(Photo: Action Images via Reuters)
By Robert Haggis
When Chinese consortium Fosun International bought Wolverhampton Wanderers in June 2016, it was clear that the club was taking a different direction to that experienced under previous owner Steve Morgan. However, few would have anticipated the distinctly Portuguese influence which has emerged in the Black Country since the takeover a year ago.
The financial clout of the English game has become apparent in the last decade or so, although that has usually been associated with the Premier League. Super-agent Jorge Mendes, alongside Wolves’ new chairman and Fosun representative Jeff Shi, has now brought a certain amount of glamour and wealth to the second tier of English football, as he seeks to exert more influence at the West Midlands club.
However, a return to the Championship after a brief spell in League One and the Chinese takeover have given Wolves fans renewed optimism that their return to the top flight may be sooner than expected. The capture of Portuguese starlet Ruben Neves from Porto caught the eye of many in England and on the continent, considering that Neves is the youngest player ever to captain a side in a Champions League game before he fell out of favour in Portugal’s second city.
Yet, in this thoroughly modern footballing tale, it wasn’t the idea of living in the Black Country that tempted Neves to up sticks and move to Wolverhampton; more so that he is represented by Mendes. You may recognise Mendes’ name as his web of influence grows ever larger; amongst other things he represents Cristiano Ronaldo and Jose Mourinho.
The owners of Wolves also have a stake in Mendes’ company, and after manager Paul Lambert was relieved of his duties in May, he was replaced by ex-Porto manager Nuno Espirito Santo, who, you guessed it, is a client of Mendes.
Whether Mendes’ increasing influence is worrying for Wolves fans is a whole different question entirely. However, compared to previous owner Morgan, who was prudent in his own eyes and over-cautious in the fans’ eyes, the Fosun group have not been afraid to flex their financial muscle.
Neves came in for a reported £15.8million, making him the most expensive signing in Championship history.
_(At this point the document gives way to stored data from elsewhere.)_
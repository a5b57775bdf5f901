//! Error handling for capsule mesh generation
//!
//! Every stage of the pipeline returns [`MeshResult`]. Errors are fatal: the
//! pipeline is deterministic, so the caller fixes the input and reruns.

use thiserror::Error;

/// Result type alias for capsule mesh operations
pub type MeshResult<T> = Result<T, MeshError>;

/// Error types for capsule mesh operations
#[derive(Error, Debug)]
pub enum MeshError {
    /// Invalid input parameter (diameter, lengths, resolution, ...)
    #[error("Invalid parameter `{name}`: {message}")]
    InvalidParameter { name: &'static str, message: String },

    /// Two points resolve to the same key or the same rendered name
    #[error("Topology inconsistency: {message}")]
    TopologyInconsistency { message: String },

    /// A block, edge or patch refers to something that was never declared
    #[error("Dangling reference in {context}: `{reference}` is not declared")]
    DanglingReference { context: String, reference: String },

    /// Circumferential cell count driven to zero or below by calibration offsets
    #[error("Invalid resolution for block {block}: {cells} cells along the ring")]
    InvalidBlockResolution { block: usize, cells: i64 },

    /// Export format errors
    #[error("Export error: {message}")]
    ExportError { message: String },

    /// File I/O errors
    #[error("I/O error: {source}")]
    IoError {
        #[from]
        source: std::io::Error,
    },

    /// JSON parsing errors
    #[error("JSON error: {source}")]
    JsonError {
        #[from]
        source: serde_json::Error,
    },
}

impl MeshError {
    /// Create an invalid parameter error
    pub fn invalid_parameter(name: &'static str, message: impl Into<String>) -> Self {
        Self::InvalidParameter {
            name,
            message: message.into(),
        }
    }

    /// Create a topology inconsistency error
    pub fn topology_inconsistency(message: impl Into<String>) -> Self {
        Self::TopologyInconsistency {
            message: message.into(),
        }
    }

    /// Create a dangling reference error
    pub fn dangling_reference(context: impl Into<String>, reference: impl ToString) -> Self {
        Self::DanglingReference {
            context: context.into(),
            reference: reference.to_string(),
        }
    }

    /// Create an export error
    pub fn export_error(message: impl Into<String>) -> Self {
        Self::ExportError {
            message: message.into(),
        }
    }
}

/// Reject non-finite and non-positive lengths.
pub(crate) fn ensure_positive(name: &'static str, value: f64) -> MeshResult<f64> {
    if value.is_finite() && value > 0.0 {
        Ok(value)
    } else {
        Err(MeshError::invalid_parameter(
            name,
            format!("expected a finite positive value, got {value}"),
        ))
    }
}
Alongside him stand fellow compatriots Ivan Cavaleiro and Helder Costa, priced at £7million and £13million respectively.
These eye-watering sums at the Championship level display how intent the owners are to restore Wolves’ Premier League status. Whilst a promising F.A. Cup run saw the team take the scalps of Stoke and Liverpool, finishing the league campaign in 15th was disappointing for the Midlands club, which ultimately saw Lambert pay with his job.
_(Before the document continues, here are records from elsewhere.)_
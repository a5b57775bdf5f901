//! Block ring assembly
//!
//! Extrudes the contour into front and back vertices, builds the ten hex
//! blocks that close the ring between body and far field, and attaches the
//! arc and spline edges that follow the curved parts of both contours.
//!
//! Block `k` spans stations `k` and `k + 1`. Its local axes are:
//! x from far field to body (strong grading towards the body), y across the
//! thin extrusion, z along the ring from station `k + 1` back to `k`.

use nalgebra::{Point2, Point3};

use crate::contour::Contour;
use crate::error::{ensure_positive, MeshError, MeshResult};
use crate::naming::{next_station, ContourKey, Layer, RingPosition, Side, VertexKey, RING_STATIONS};
use crate::topology::{CellCounts, EdgeInterpolant, EdgeShape, Grading, HexBlock, MeshTopology};

use RingPosition::{Midway, Origin, Station};

/// Share of the target cell count given to one block along the ring.
///
/// `span / total` is the angular extent of the block relative to its half of
/// the far field. The two halves have different totals (200.5 and 233
/// degrees) and `offset` rebalances resolution across the inlet/outlet
/// transition. These are empirical calibration values for the reference
/// geometry.
#[derive(Debug, Clone, Copy, PartialEq)]
pub struct CircumferentialSpan {
    pub span_degrees: f64,
    pub total_degrees: f64,
    pub offset: i64,
}

const fn span(span_degrees: f64, total_degrees: f64, offset: i64) -> CircumferentialSpan {
    CircumferentialSpan {
        span_degrees,
        total_degrees,
        offset,
    }
}

/// Ring apportioning, indexed by block - 1.
pub const RING_SPANS: [CircumferentialSpan; RING_STATIONS as usize] = [
    span(87.3, 200.5, 0),
    span(56.6, 200.5, 2),
    span(56.6, 200.5, -1),
    span(113.1, 233.0, 4),
    span(120.0, 233.0, -4),
    span(120.0, 233.0, -4),
    span(113.1, 233.0, 4),
    span(56.6, 200.5, -1),
    span(56.6, 200.5, 2),
    span(87.3, 200.5, 0),
];

/// Cell counts and grading shared by every block.
#[derive(Debug, Clone, Copy, PartialEq)]
pub struct ResolutionPolicy {
    /// Cells from far field to body
    pub nx: usize,
    /// Cells across the extrusion
    pub ny: usize,
    /// Target cells around each half of the ring
    pub nz: usize,
    pub grading: Grading,
}

impl Default for ResolutionPolicy {
    fn default() -> Self {
        Self {
            nx: crate::defaults::CELLS_RADIAL,
            ny: crate::defaults::CELLS_THIN,
            nz: crate::defaults::CELLS_CIRCUMFERENTIAL,
            grading: crate::defaults::GRADING,
        }
    }
}

impl ResolutionPolicy {
    pub fn validate(&self) -> MeshResult<()> {
        if self.nx == 0 || self.ny == 0 || self.nz == 0 {
            return Err(MeshError::invalid_parameter(
                "resolution",
                format!("cell counts must be positive, got ({}, {}, {})", self.nx, self.ny, self.nz),
            ));
        }
        ensure_positive("grading.x", self.grading.x)?;
        ensure_positive("grading.y", self.grading.y)?;
        ensure_positive("grading.z", self.grading.z)?;
        Ok(())
    }

    /// Cells along the ring for block `block` (1-based).
    ///
    /// The fractional share is truncated before the calibration offset is
    /// added. A result of zero or less is an error, never clamped.
    pub fn circumferential_cells(&self, block: usize) -> MeshResult<usize> {
        let share = block
            .checked_sub(1)
            .and_then(|i| RING_SPANS.get(i))
            .ok_or_else(|| MeshError::dangling_reference("resolution table", format!("b{block}")))?;

        let cells = (0.5 * self.nz as f64 * share.span_degrees / share.total_degrees) as i64
            + share.offset;
        usize::try_from(cells)
            .ok()
            .filter(|&n| n > 0)
            .ok_or(MeshError::InvalidBlockResolution { block, cells })
    }

    pub fn cells(&self, block: usize) -> MeshResult<CellCounts> {
        Ok(CellCounts {
            nx: self.nx,
            ny: self.ny,
            nz: self.circumferential_cells(block)?,
        })
    }
}

/// Vertex declaration order: top far field, top body, bottom far field,
/// bottom body. The auxiliary body point after station 1 is declared; the
/// other arc midpoints only appear inside edges.
fn declared_positions() -> [(Layer, Vec<RingPosition>); 4] {
    let bottom = 7..=RING_STATIONS;
    [
        (
            Layer::FarField,
            std::iter::once(Origin).chain((1..=6u8).map(Station)).collect(),
        ),
        (
            Layer::Body,
            [Station(1), Midway(1)]
                .into_iter()
                .chain((2..=6u8).map(Station))
                .collect(),
        ),
        (Layer::FarField, bottom.clone().map(Station).collect()),
        (Layer::Body, bottom.map(Station).collect()),
    ]
}

/// Builds points, blocks and edges from a finished contour.
#[derive(Debug, Clone)]
pub struct BlockRingAssembler {
    policy: ResolutionPolicy,
    half_thickness: f64,
}

impl BlockRingAssembler {
    #[must_use]
    pub const fn new(policy: ResolutionPolicy, half_thickness: f64) -> Self {
        Self {
            policy,
            half_thickness,
        }
    }

    /// Assemble the ring. Patches are added afterwards by the boundary
    /// grouper.
    pub fn assemble(&self, contour: &Contour) -> MeshResult<MeshTopology> {
        self.policy.validate()?;
        ensure_positive("half_thickness", self.half_thickness)?;

        let mut topology = MeshTopology::new();
        self.declare_points(contour, &mut topology)?;

        for k in 1..=RING_STATIONS {
            let block = self.build_block(k)?;
            log::debug!(
                "block {}: cells ({} {} {})",
                block.name(),
                block.cells.nx,
                block.cells.ny,
                block.cells.nz
            );
            topology.add_block(block)?;
        }

        for k in 1..=RING_STATIONS {
            for edge in self.block_edges(contour, k)? {
                topology.add_edge(edge)?;
            }
        }

        log::info!(
            "assembled {} blocks, {} vertices, {} curved edges",
            topology.blocks().len(),
            topology.points().len(),
            topology.edges().len()
        );
        Ok(topology)
    }

    fn extrude(&self, point: Point2<f64>, side: Side) -> Point3<f64> {
        Point3::new(point.x, side.y(self.half_thickness), point.y)
    }

    fn declare_points(&self, contour: &Contour, topology: &mut MeshTopology) -> MeshResult<()> {
        for (layer, positions) in declared_positions() {
            for side in Side::BOTH {
                for &position in &positions {
                    let key = ContourKey { layer, position };
                    let point = contour.require(key)?;
                    topology.add_point(key.on(side), self.extrude(point, side))?;
                }
            }
        }
        Ok(())
    }

    fn build_block(&self, k: u8) -> MeshResult<HexBlock> {
        let next = next_station(k);
        let index = usize::from(k);
        Ok(HexBlock {
            index,
            vertices: [
                VertexKey::far_field(next, Side::Front),
                VertexKey::body(next, Side::Front),
                VertexKey::body(next, Side::Back),
                VertexKey::far_field(next, Side::Back),
                VertexKey::far_field(k, Side::Front),
                VertexKey::body(k, Side::Front),
                VertexKey::body(k, Side::Back),
                VertexKey::far_field(k, Side::Back),
            ],
            cells: self.policy.cells(index)?,
            grading: self.policy.grading,
        })
    }

    /// Curved edges of block `k`, front copy before back copy.
    ///
    /// An edge is an arc when the contour has a midpoint between the two
    /// stations and a spline when it has a segment joining them. Otherwise
    /// the edge stays straight and nothing is emitted.
    fn block_edges(&self, contour: &Contour, k: u8) -> MeshResult<Vec<EdgeInterpolant>> {
        let next = next_station(k);
        let mut edges = Vec::new();

        for layer in [Layer::FarField, Layer::Body] {
            let midpoint = contour.point(ContourKey { layer, position: Midway(k) });
            let segment = match layer {
                Layer::FarField => contour.segment_between(Station(k), Station(next)),
                Layer::Body => None,
            };

            for side in Side::BOTH {
                let key = |position| ContourKey { layer, position }.on(side);
                if let Some(mid) = midpoint {
                    edges.push(EdgeInterpolant {
                        start: key(Station(k)),
                        end: key(Station(next)),
                        shape: EdgeShape::Arc {
                            midpoint: self.extrude(mid, side),
                        },
                    });
                } else if let Some(segment) = segment {
                    edges.push(EdgeInterpolant {
                        start: key(segment.from),
                        end: key(segment.to),
                        shape: EdgeShape::Spline {
                            points: segment.points.iter().map(|&p| self.extrude(p, side)).collect(),
                        },
                    });
                }
            }
        }
        Ok(edges)
    }
}

#[cfg(test)]
mod tests {
    use super::*;
    use std::collections::HashSet;

    fn reference_topology() -> MeshTopology {
        let contour = Contour::generate(0.4, 10).unwrap();
        BlockRingAssembler::new(ResolutionPolicy::default(), 0.1)
            .assemble(&contour)
            .unwrap()
    }

    #[test]
    fn reference_cell_counts() {
        let policy = ResolutionPolicy::default();
        let cells: Vec<usize> = (1..=10)
            .map(|b| policy.circumferential_cells(b).unwrap())
            .collect();
        assert_eq!(cells, vec![26, 19, 16, 33, 27, 27, 33, 16, 19, 26]);
    }

    #[test]
    fn each_half_ring_sums_to_target() {
        let policy = ResolutionPolicy::default();
        let top: usize = (1..=5).map(|b| policy.circumferential_cells(b).unwrap()).sum();
        let bottom: usize = (6..=10).map(|b| policy.circumferential_cells(b).unwrap()).sum();
        assert_eq!(top, 121);
        assert_eq!(bottom, 121);
    }

    #[test]
    fn offsets_cannot_drive_counts_below_one() {
        let policy = ResolutionPolicy { nz: 10, ..ResolutionPolicy::default() };
        // 0.5 * 10 * 120 / 233 truncates to 2, minus 4
        assert!(matches!(
            policy.circumferential_cells(5),
            Err(MeshError::InvalidBlockResolution { block: 5, cells: -2 })
        ));

        let contour = Contour::generate(0.4, 10).unwrap();
        let result = BlockRingAssembler::new(policy, 0.1).assemble(&contour);
        assert!(matches!(result, Err(MeshError::InvalidBlockResolution { .. })));
    }

    #[test]
    fn unknown_block_has_no_share() {
        let policy = ResolutionPolicy::default();
        assert!(policy.circumferential_cells(0).is_err());
        assert!(policy.circumferential_cells(11).is_err());
    }

    #[test]
    fn zero_resolution_is_rejected() {
        let policy = ResolutionPolicy { nx: 0, ..ResolutionPolicy::default() };
        assert!(matches!(policy.validate(), Err(MeshError::InvalidParameter { .. })));
    }

    #[test]
    fn reference_vertex_set() {
        let topology = reference_topology();
        assert_eq!(topology.points().len(), 44);
        let names: HashSet<String> = topology.points().iter().map(|p| p.name()).collect();
        assert_eq!(names.len(), 44);
        for name in ["v0f", "v6b", "c12f", "c12b", "v10f", "c10b"] {
            assert!(names.contains(name), "missing {name}");
        }
        assert!(!names.contains("c1011f"));

        let first: Vec<String> = topology.points()[..8].iter().map(|p| p.name()).collect();
        assert_eq!(first, ["v0f", "v1f", "v2f", "v3f", "v4f", "v5f", "v6f", "v0b"]);
    }

    #[test]
    fn extrusion_offsets_front_and_back() {
        let topology = reference_topology();
        let front = topology.point(VertexKey::body(4, Side::Front)).unwrap();
        let back = topology.point(VertexKey::body(4, Side::Back)).unwrap();
        assert_eq!(front.position.y, 0.1);
        assert_eq!(back.position.y, -0.1);
        assert_eq!(front.position.x, back.position.x);
        assert_eq!(front.position.z, back.position.z);
    }

    #[test]
    fn block_corner_order() {
        let topology = reference_topology();
        let names: Vec<String> = topology.block(1).unwrap().vertices.iter().map(ToString::to_string).collect();
        assert_eq!(names, ["v2f", "c2f", "c2b", "v2b", "v1f", "c1f", "c1b", "v1b"]);

        let names: Vec<String> = topology.block(10).unwrap().vertices.iter().map(ToString::to_string).collect();
        assert_eq!(names, ["v1f", "c1f", "c1b", "v1b", "v10f", "c10f", "c10b", "v10b"]);
    }

    #[test]
    fn neighbours_share_one_face() {
        use crate::topology::FaceDirection;

        let topology = reference_topology();
        for k in 1..=10usize {
            let block = topology.block(k).unwrap();
            let next = topology.block(k % 10 + 1).unwrap();
            let mut top: Vec<VertexKey> = block.face(FaceDirection::Bottom).to_vec();
            let mut bottom: Vec<VertexKey> = next.face(FaceDirection::Top).to_vec();
            top.sort();
            bottom.sort();
            assert_eq!(top, bottom, "blocks {k} and {} do not share a face", k % 10 + 1);

            let shared = block.vertices.iter().filter(|v| next.has_corner(**v)).count();
            assert_eq!(shared, 4);
        }
    }

    #[test]
    fn reference_edges() {
        let topology = reference_topology();
        let arcs = topology.edges().iter().filter(|e| e.is_arc()).count();
        let splines: Vec<&EdgeInterpolant> = topology.edges().iter().filter(|e| !e.is_arc()).collect();
        assert_eq!(arcs, 16);
        assert_eq!(splines.len(), 8);
        for edge in splines {
            let EdgeShape::Spline { points } = &edge.shape else { unreachable!() };
            assert_eq!(points.len(), 10);
            assert_eq!(points[0].y, points[9].y);
        }
        topology.validate().unwrap();
    }

    #[test]
    fn spline_edges_keep_segment_orientation() {
        let topology = reference_topology();
        let ends: HashSet<(String, String)> = topology
            .edges()
            .iter()
            .filter(|e| !e.is_arc())
            .map(|e| (e.start.to_string(), e.end.to_string()))
            .collect();
        for (a, b) in [("v2f", "v3f"), ("v4b", "v3b"), ("v8f", "v9f"), ("v10b", "v9b")] {
            assert!(ends.contains(&(a.to_string(), b.to_string())), "missing {a} -> {b}");
        }
    }

    #[test]
    fn leading_edge_arcs_on_both_contours() {
        let topology = reference_topology();
        let arc_between = |a: VertexKey, b: VertexKey| {
            topology.edges().iter().any(|e| e.is_arc() && e.start == a && e.end == b)
        };
        for side in Side::BOTH {
            assert!(arc_between(VertexKey::body(1, side), VertexKey::body(2, side)));
            assert!(arc_between(VertexKey::body(10, side), VertexKey::body(1, side)));
            assert!(arc_between(VertexKey::far_field(10, side), VertexKey::far_field(1, side)));
            assert!(arc_between(VertexKey::far_field(6, side), VertexKey::far_field(7, side)));
        }
    }
}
Experts in Portugal agreed that Neves needs quality around him and the board have complied; former Porto striker Diogo Jota, Portuguese Under-18 defender Ruben Vinagre (both represented by Mendes), ex-Norwich ‘keeper John Ruddy and Scottish defender Barry Douglas have all signed on this summer.
Whilst these signings are exciting, Mendes’ time and patience are famously limited. If success does not come soon, or at the very least signs of progress can be seen, his help is likely to evaporate. Fans in the West Midlands will be hoping that they do not end up like Valencia, where Mendes’ links with owner Peter Lim meant that the Spanish club were merely being used to park player collateral.
After a number of years of mediocrity, Wolves fans will be hoping that the Fosun group, backed by Mendes, haven’t gambled the club’s future away in the pursuit of short-term success.